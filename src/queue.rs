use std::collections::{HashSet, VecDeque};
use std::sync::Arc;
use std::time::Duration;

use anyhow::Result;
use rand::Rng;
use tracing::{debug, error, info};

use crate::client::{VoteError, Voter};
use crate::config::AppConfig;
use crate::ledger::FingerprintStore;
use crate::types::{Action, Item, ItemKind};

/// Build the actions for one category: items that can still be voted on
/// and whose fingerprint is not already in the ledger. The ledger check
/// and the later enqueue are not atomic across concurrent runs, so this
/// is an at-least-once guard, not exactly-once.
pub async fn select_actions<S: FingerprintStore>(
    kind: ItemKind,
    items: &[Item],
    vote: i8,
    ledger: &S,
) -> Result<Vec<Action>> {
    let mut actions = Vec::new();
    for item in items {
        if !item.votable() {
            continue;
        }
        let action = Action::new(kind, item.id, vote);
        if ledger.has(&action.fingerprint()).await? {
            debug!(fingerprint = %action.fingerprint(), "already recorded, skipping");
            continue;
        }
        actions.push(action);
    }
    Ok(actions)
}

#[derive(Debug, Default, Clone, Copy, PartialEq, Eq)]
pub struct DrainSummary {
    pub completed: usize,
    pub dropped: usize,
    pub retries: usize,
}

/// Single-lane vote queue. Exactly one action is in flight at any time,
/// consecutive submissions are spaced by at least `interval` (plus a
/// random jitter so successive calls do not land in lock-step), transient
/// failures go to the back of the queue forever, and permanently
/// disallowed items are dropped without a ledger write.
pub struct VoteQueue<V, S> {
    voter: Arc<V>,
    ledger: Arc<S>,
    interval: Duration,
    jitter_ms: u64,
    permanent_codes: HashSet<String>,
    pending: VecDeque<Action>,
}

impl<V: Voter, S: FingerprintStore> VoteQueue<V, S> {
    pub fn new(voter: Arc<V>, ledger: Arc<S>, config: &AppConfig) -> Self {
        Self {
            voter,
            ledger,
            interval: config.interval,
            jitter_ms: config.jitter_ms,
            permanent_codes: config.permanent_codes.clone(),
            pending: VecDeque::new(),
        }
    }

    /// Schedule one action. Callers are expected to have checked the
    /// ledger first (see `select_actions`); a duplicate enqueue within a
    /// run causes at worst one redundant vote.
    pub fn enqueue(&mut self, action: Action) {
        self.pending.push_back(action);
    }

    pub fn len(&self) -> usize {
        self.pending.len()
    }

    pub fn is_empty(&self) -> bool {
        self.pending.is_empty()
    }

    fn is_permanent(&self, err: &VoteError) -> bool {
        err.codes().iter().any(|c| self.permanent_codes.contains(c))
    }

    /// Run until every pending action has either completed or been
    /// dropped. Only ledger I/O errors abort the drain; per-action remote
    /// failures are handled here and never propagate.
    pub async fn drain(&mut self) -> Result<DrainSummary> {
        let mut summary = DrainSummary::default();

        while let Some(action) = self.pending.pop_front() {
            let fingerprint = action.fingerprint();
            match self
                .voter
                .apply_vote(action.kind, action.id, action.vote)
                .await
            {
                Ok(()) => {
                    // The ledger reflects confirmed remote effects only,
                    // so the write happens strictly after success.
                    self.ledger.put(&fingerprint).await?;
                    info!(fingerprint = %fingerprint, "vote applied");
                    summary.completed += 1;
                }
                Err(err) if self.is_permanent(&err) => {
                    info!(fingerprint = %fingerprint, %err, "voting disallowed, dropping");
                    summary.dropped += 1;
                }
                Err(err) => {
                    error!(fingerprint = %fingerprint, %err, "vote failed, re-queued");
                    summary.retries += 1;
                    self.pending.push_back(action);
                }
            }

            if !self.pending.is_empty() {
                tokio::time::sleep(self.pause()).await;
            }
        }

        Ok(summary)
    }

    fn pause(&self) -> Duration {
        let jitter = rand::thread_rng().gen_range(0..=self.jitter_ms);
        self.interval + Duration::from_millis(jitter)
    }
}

# [YOUR ASSIGNMENT]
All of the data above needs to be written out again, exactly.

# [SOLUTION TO THIS PROBLEM]
filename src/queue.rs
use std::collections::{HashSet, VecDeque};
use std::sync::Arc;
use std::time::Duration;

use anyhow::Result;
use rand::Rng;
use tracing::{debug, error, info};

use crate::client::{VoteError, Voter};
use crate::config::AppConfig;
use crate::ledger::FingerprintStore;
use crate::types::{Action, Item, ItemKind};

/// Build the actions for one category: items that can still be voted on
/// and whose fingerprint is not already in the ledger. The ledger check
/// and the later enqueue are not atomic across concurrent runs, so this
/// is an at-least-once guard, not exactly-once.
pub async fn select_actions<S: FingerprintStore>(
    kind: ItemKind,
    items: &[Item],
    vote: i8,
    ledger: &S,
) -> Result<Vec<Action>> {
    let mut actions = Vec::new();
    for item in items {
        if !item.votable() {
            continue;
        }
        let action = Action::new(kind, item.id, vote);
        if ledger.has(&action.fingerprint()).await? {
            debug!(fingerprint = %action.fingerprint(), "already recorded, skipping");
            continue;
        }
        actions.push(action);
    }
    Ok(actions)
}

#[derive(Debug, Default, Clone, Copy, PartialEq, Eq)]
pub struct DrainSummary {
    pub completed: usize,
    pub dropped: usize,
    pub retries: usize,
}

/// Single-lane vote queue. Exactly one action is in flight at any time,
/// consecutive submissions are spaced by at least `interval` (plus a
/// random jitter so successive calls do not land in lock-step), transient
/// failures go to the back of the queue forever, and permanently
/// disallowed items are dropped without a ledger write.
pub struct VoteQueue<V, S> {
    voter: Arc<V>,
    ledger: Arc<S>,
    interval: Duration,
    jitter_ms: u64,
    permanent_codes: HashSet<String>,
    pending: VecDeque<Action>,
}

impl<V: Voter, S: FingerprintStore> VoteQueue<V, S> {
    pub fn new(voter: Arc<V>, ledger: Arc<S>, config: &AppConfig) -> Self {
        Self {
            voter,
            ledger,
            interval: config.interval,
            jitter_ms: config.jitter_ms,
            permanent_codes: config.permanent_codes.clone(),
            pending: VecDeque::new(),
        }
    }

    /// Schedule one action. Callers are expected to have checked the
    /// ledger first (see `select_actions`); a duplicate enqueue within a
    /// run causes at worst one redundant vote.
    pub fn enqueue(&mut self, action: Action) {
        self.pending.push_back(action);
    }

    pub fn len(&self) -> usize {
        self.pending.len()
    }

    pub fn is_empty(&self) -> bool {
        self.pending.is_empty()
    }

    fn is_permanent(&self, err: &VoteError) -> bool {
        err.codes().iter().any(|c| self.permanent_codes.contains(c))
    }

    /// Run until every pending action has either completed or been
    /// dropped. Only ledger I/O errors abort the drain; per-action remote
    /// failures are handled here and never propagate.
    pub async fn drain(&mut self) -> Result<DrainSummary> {
        let mut summary = DrainSummary::default();

        while let Some(action) = self.pending.pop_front() {
            let fingerprint = action.fingerprint();
            match self
                .voter
                .apply_vote(action.kind, action.id, action.vote)
                .await
            {
                Ok(()) => {
                    // The ledger reflects confirmed remote effects only,
                    // so the write happens strictly after success.
                    self.ledger.put(&fingerprint).await?;
                    info!(fingerprint = %fingerprint, "vote applied");
                    summary.completed += 1;
                }
                Err(err) if self.is_permanent(&err) => {
                    info!(fingerprint = %fingerprint, %err, "voting disallowed, dropping");
                    summary.dropped += 1;
                }
                Err(err) => {
                    error!(fingerprint = %fingerprint, %err, "vote failed, re-queued");
                    summary.retries += 1;
                    self.pending.push_back(action);
                }
            }

            if !self.pending.is_empty() {
                tokio::time::sleep(self.pause()).await;
            }
        }

        Ok(summary)
    }

    fn pause(&self) -> Duration {
        let jitter = rand::thread_rng().gen_range(0..=self.jitter_ms);
        self.interval + Duration::from_millis(jitter)
    }
}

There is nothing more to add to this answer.